It's no secret that venture capital and angel investing is 'clubby,' dominated mostly by middle-aged men.
According to a 2007 study of angel investors in North America, 86 percent were male with an average age of 57. Women didn't fare any better in a similar UK study, where 93 percent of investors were male. A similar trend exists on the entrepreneur side: only eight percent of companies that receive venture capital funding are run by women.
While the VC community seems stuck in an old boys network mentality, crowdfunding is radically re-shaping business investment and neutralizing gender bias, for both investors and entrepreneurs. According to Danae Ringelmann, co-founder of crowdfunding site IndieGoGo, 42 percent of successful funding campaigns are women-led. That's nearly identical to the 41 percent of small businesses in the US which are run by women.
Still, most of the current crowdfunding options are non-equity based due to SEC registration requirements, as mentioned in my previous post. Essentially, a U.S. entrepreneur who sells equity in their company online or offline must live under exemptions provided by Regulation D of the Securities Act of 1933. These exemptions say that entrepreneurs can approach friends, family and accredited investors for funding, but not the general public.

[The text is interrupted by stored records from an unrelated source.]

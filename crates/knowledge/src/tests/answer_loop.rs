//! End-to-end behaviour of the answer loop against a scripted model.

use super::{completer, rate_limited, reply, settings, text, ScriptedModel};
use crate::backend::InMemoryIndex;
use crate::rag::{answer_question, Termination, NO_EVIDENCE_MESSAGE};
use docask_llm::CompletionError;
use docask_prompt::{HistoryTurn, PromptSet};

fn policy_index() -> InMemoryIndex {
    InMemoryIndex::new(vec![
        text("Cover page.", "policy.pdf", 3),
        text("Refund policy: a refund is granted within 14 days.", "policy.pdf", 4),
        text("Exceptions apply to sale items.", "policy.pdf", 5),
    ])
}

#[tokio::test]
async fn test_no_candidates_skips_the_model() {
    let model = ScriptedModel::new(vec![reply("unused")]);
    let index = InMemoryIndex::new(vec![text("The library opens at nine.", "campus.pdf", 1)]);

    let response = answer_question(
        "parking permits",
        &[],
        &index,
        &completer(model.clone()),
        &PromptSet::builtin(),
        &settings(),
    )
    .await
    .unwrap();

    assert_eq!(response.termination, Termination::NoEvidence);
    assert_eq!(response.answer, NO_EVIDENCE_MESSAGE);
    assert!(response.sources.is_empty());
    assert_eq!(model.calls(), 0);
}

#[tokio::test]
async fn test_complete_on_first_round() {
    let model = ScriptedModel::new(vec![reply(
        "Answer:\nTuition is 500 euros.\n\nSources:\n- fees p1\n\nStatus:\nComplete information",
    )]);
    let index = InMemoryIndex::new(vec![text(
        "Tuition fees are 500 euros per semester.",
        "fees.pdf",
        1,
    )]);

    let response = answer_question(
        "tuition fees",
        &[],
        &index,
        &completer(model.clone()),
        &PromptSet::builtin(),
        &settings(),
    )
    .await
    .unwrap();

    assert!(response.is_complete());
    assert_eq!(response.iterations, 1);
    assert_eq!(
        response.answer,
        "Answer:\nTuition is 500 euros.\n\nSources:\n- fees p1"
    );
    assert_eq!(response.sources.len(), 1);
    assert_eq!(response.sources[0].source, "fees.pdf");
    assert_eq!(response.sources[0].page, "1");

    let prompts = model.prompts();
    assert!(prompts[0].contains("[NEW TEXT fees.pdf p1]"));
    assert!(prompts[0].contains("QUESTION: tuition fees"));
}

#[tokio::test]
async fn test_partial_answer_expands_to_neighbour_pages() {
    let model = ScriptedModel::new(vec![
        reply("Answer:\nRefunds within 14 days.\n\nSources:\n- policy p4\n\nStatus:\nPartial information"),
        reply(
            "Answer:\nRefunds within 14 days, except sale items.\n\nSources:\n- policy p4\n- policy p5\n\nStatus:\nComplete information",
        ),
    ]);

    let response = answer_question(
        "refund policy",
        &[],
        &policy_index(),
        &completer(model.clone()),
        &PromptSet::builtin(),
        &settings(),
    )
    .await
    .unwrap();

    assert!(response.is_complete());
    assert_eq!(response.iterations, 2);
    let pages: Vec<&str> = response.sources.iter().map(|s| s.page.as_str()).collect();
    assert_eq!(pages, vec!["4", "5"]);

    let prompts = model.prompts();
    assert_eq!(prompts.len(), 2);
    assert!(prompts[0].contains("[NEW TEXT policy.pdf p4]"));
    assert!(!prompts[0].contains("policy.pdf p5"));
    assert!(prompts[1].contains("[USED TEXT policy.pdf p4]"));
    assert!(prompts[1].contains("[NEW TEXT policy.pdf p3]"));
    assert!(prompts[1].contains("[NEW TEXT policy.pdf p5]"));
}

#[tokio::test]
async fn test_partial_answer_without_neighbours_returns_last_answer() {
    let partial = "Answer:\nPermits cost 40 euros.\n\nSources:\n- guide p1\n\nStatus:\nPartial information";
    let model = ScriptedModel::new(vec![reply(partial)]);
    let index = InMemoryIndex::new(vec![text("Parking permits cost 40 euros.", "guide.pdf", 1)]);

    let response = answer_question(
        "parking permits",
        &[],
        &index,
        &completer(model.clone()),
        &PromptSet::builtin(),
        &settings(),
    )
    .await
    .unwrap();

    assert_eq!(response.termination, Termination::Exhausted);
    assert_eq!(response.answer, partial);
    assert_eq!(response.sources.len(), 1);
    assert_eq!(response.sources[0].source, "guide.pdf");
    assert_eq!(model.calls(), 1);
}

#[tokio::test(start_paused = true)]
async fn test_rate_limited_pool_stops_the_loop() {
    let model = ScriptedModel::new(vec![rate_limited(30)]);

    let response = answer_question(
        "refund policy",
        &[],
        &policy_index(),
        &completer(model.clone()),
        &PromptSet::builtin(),
        &settings(),
    )
    .await
    .unwrap();

    assert_eq!(response.termination, Termination::RateLimited { wait_secs: 30 });
    assert!(response.answer.contains("Please wait 30 seconds"));
    assert!(response.sources.is_empty());
    assert_eq!(model.calls(), 1);
}

#[tokio::test]
async fn test_oversized_payload_is_retried_with_smaller_context() {
    let model = ScriptedModel::new(vec![
        Err(CompletionError::PayloadTooLarge),
        reply("Answer:\nWithin 14 days.\n\nSources:\n- policy p4\n\nStatus:\nComplete information"),
    ]);

    let response = answer_question(
        "refund policy",
        &[],
        &policy_index(),
        &completer(model.clone()),
        &PromptSet::builtin(),
        &settings(),
    )
    .await
    .unwrap();

    assert!(response.is_complete());
    assert_eq!(response.iterations, 1);
    assert_eq!(model.calls(), 2);
}

#[tokio::test]
async fn test_oversized_payload_at_minimum_budget_skips_batch() {
    let model = ScriptedModel::new(vec![Err(CompletionError::PayloadTooLarge)]);
    let mut settings = settings();
    settings.max_context_tokens = 300;

    let response = answer_question(
        "refund policy",
        &[],
        &policy_index(),
        &completer(model.clone()),
        &PromptSet::builtin(),
        &settings,
    )
    .await
    .unwrap();

    assert_eq!(response.termination, Termination::Exhausted);
    assert_eq!(response.answer, NO_EVIDENCE_MESSAGE);
    assert_eq!(response.iterations, 0);
    assert_eq!(model.calls(), 1);
}

#[tokio::test]
async fn test_oversized_expansion_round_keeps_neighbour_pages() {
    let model = ScriptedModel::new(vec![
        reply("Answer:\nRefunds within 14 days.\n\nSources:\n- policy p4\n\nStatus:\nPartial information"),
        Err(CompletionError::PayloadTooLarge),
        reply(
            "Answer:\nRefunds within 14 days, except sale items.\n\nSources:\n- policy p4\n- policy p5\n\nStatus:\nComplete information",
        ),
    ]);

    let response = answer_question(
        "refund policy",
        &[],
        &policy_index(),
        &completer(model.clone()),
        &PromptSet::builtin(),
        &settings(),
    )
    .await
    .unwrap();

    assert!(response.is_complete());
    assert_eq!(response.iterations, 2);
    let pages: Vec<&str> = response.sources.iter().map(|s| s.page.as_str()).collect();
    assert_eq!(pages, vec!["4", "5"]);

    let prompts = model.prompts();
    assert_eq!(prompts.len(), 3);
    assert_eq!(prompts[1], prompts[2]);
    assert!(prompts[2].contains("[NEW TEXT policy.pdf p3]"));
    assert!(prompts[2].contains("[NEW TEXT policy.pdf p5]"));
}

#[tokio::test]
async fn test_transport_failure_without_answer() {
    let model = ScriptedModel::new(Vec::new());

    let response = answer_question(
        "refund policy",
        &[],
        &policy_index(),
        &completer(model),
        &PromptSet::builtin(),
        &settings(),
    )
    .await
    .unwrap();

    assert_eq!(response.termination, Termination::TransportFailure);
    assert!(response.answer.contains("unreachable"));
    assert!(response.sources.is_empty());
}

#[tokio::test]
async fn test_transport_failure_keeps_last_answer() {
    let partial = "Answer:\nOpen from nine.\n\nSources:\n- a p1\n\nStatus:\nPartial information";
    let model = ScriptedModel::new(vec![reply(partial)]);
    let index = InMemoryIndex::new(vec![
        text("Library hours: library hours start at nine.", "a.pdf", 1),
        text("Library hours vary.", "b.pdf", 1),
    ]);
    let mut settings = settings();
    settings.text_batch_size = 1;

    let response = answer_question(
        "library hours",
        &[],
        &index,
        &completer(model.clone()),
        &PromptSet::builtin(),
        &settings,
    )
    .await
    .unwrap();

    assert_eq!(response.termination, Termination::TransportFailure);
    assert_eq!(response.answer, partial);
    assert_eq!(response.sources.len(), 1);
    assert_eq!(response.sources[0].source, "a.pdf");
    assert_eq!(model.calls(), 2);
}

#[tokio::test]
async fn test_history_is_summarized_into_prompt() {
    let model = ScriptedModel::new(vec![reply(
        "Answer:\nWithin 14 days.\n\nSources:\n- policy p4\n\nStatus:\nComplete information",
    )]);
    let prior = vec![
        HistoryTurn::user("What are the fees?"),
        HistoryTurn::assistant("500 euros."),
    ];

    answer_question(
        "refund policy",
        &prior,
        &policy_index(),
        &completer(model.clone()),
        &PromptSet::builtin(),
        &settings(),
    )
    .await
    .unwrap();

    let prompt = &model.prompts()[0];
    assert!(prompt.contains("=== Previous Conversation ==="));
    assert!(prompt.contains("Q1: What are the fees?"));
    assert!(prompt.contains("A1: 500 euros."));
}

#[tokio::test]
async fn test_round_limit_bounds_the_loop() {
    let insufficient = "Answer:\nNothing relevant.\n\nSources:\n- d1 p1\n\nStatus:\nNo information";
    let model = ScriptedModel::new(vec![reply(insufficient), reply(insufficient), reply(insufficient)]);
    let index = InMemoryIndex::new(
        (1..=4)
            .map(|n| text("Library hours.", &format!("d{}.pdf", n), 1))
            .collect(),
    );
    let mut settings = settings();
    settings.text_batch_size = 1;
    settings.max_iterations = 2;

    let response = answer_question(
        "library hours",
        &[],
        &index,
        &completer(model.clone()),
        &PromptSet::builtin(),
        &settings,
    )
    .await
    .unwrap();

    assert_eq!(response.termination, Termination::Exhausted);
    assert_eq!(response.iterations, 2);
    assert_eq!(response.answer, insufficient);
    assert!(response.sources.is_empty());
    assert_eq!(model.calls(), 2);
}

That's quite unfortunate, as equity financing is well matched for the risk-vs-reward mechanics of seed stage investing. And seed represents a sizable financing hole between $25,000 and $2 million, which is the gap between self-funding and where venture capital takes an interest. According to this Dartmouth study, "only 1% to 2% of all business plans presented to either angels or VCs receive funding." That's why the system at large is trying so hard to bust out of the shackles of the old modes of financing.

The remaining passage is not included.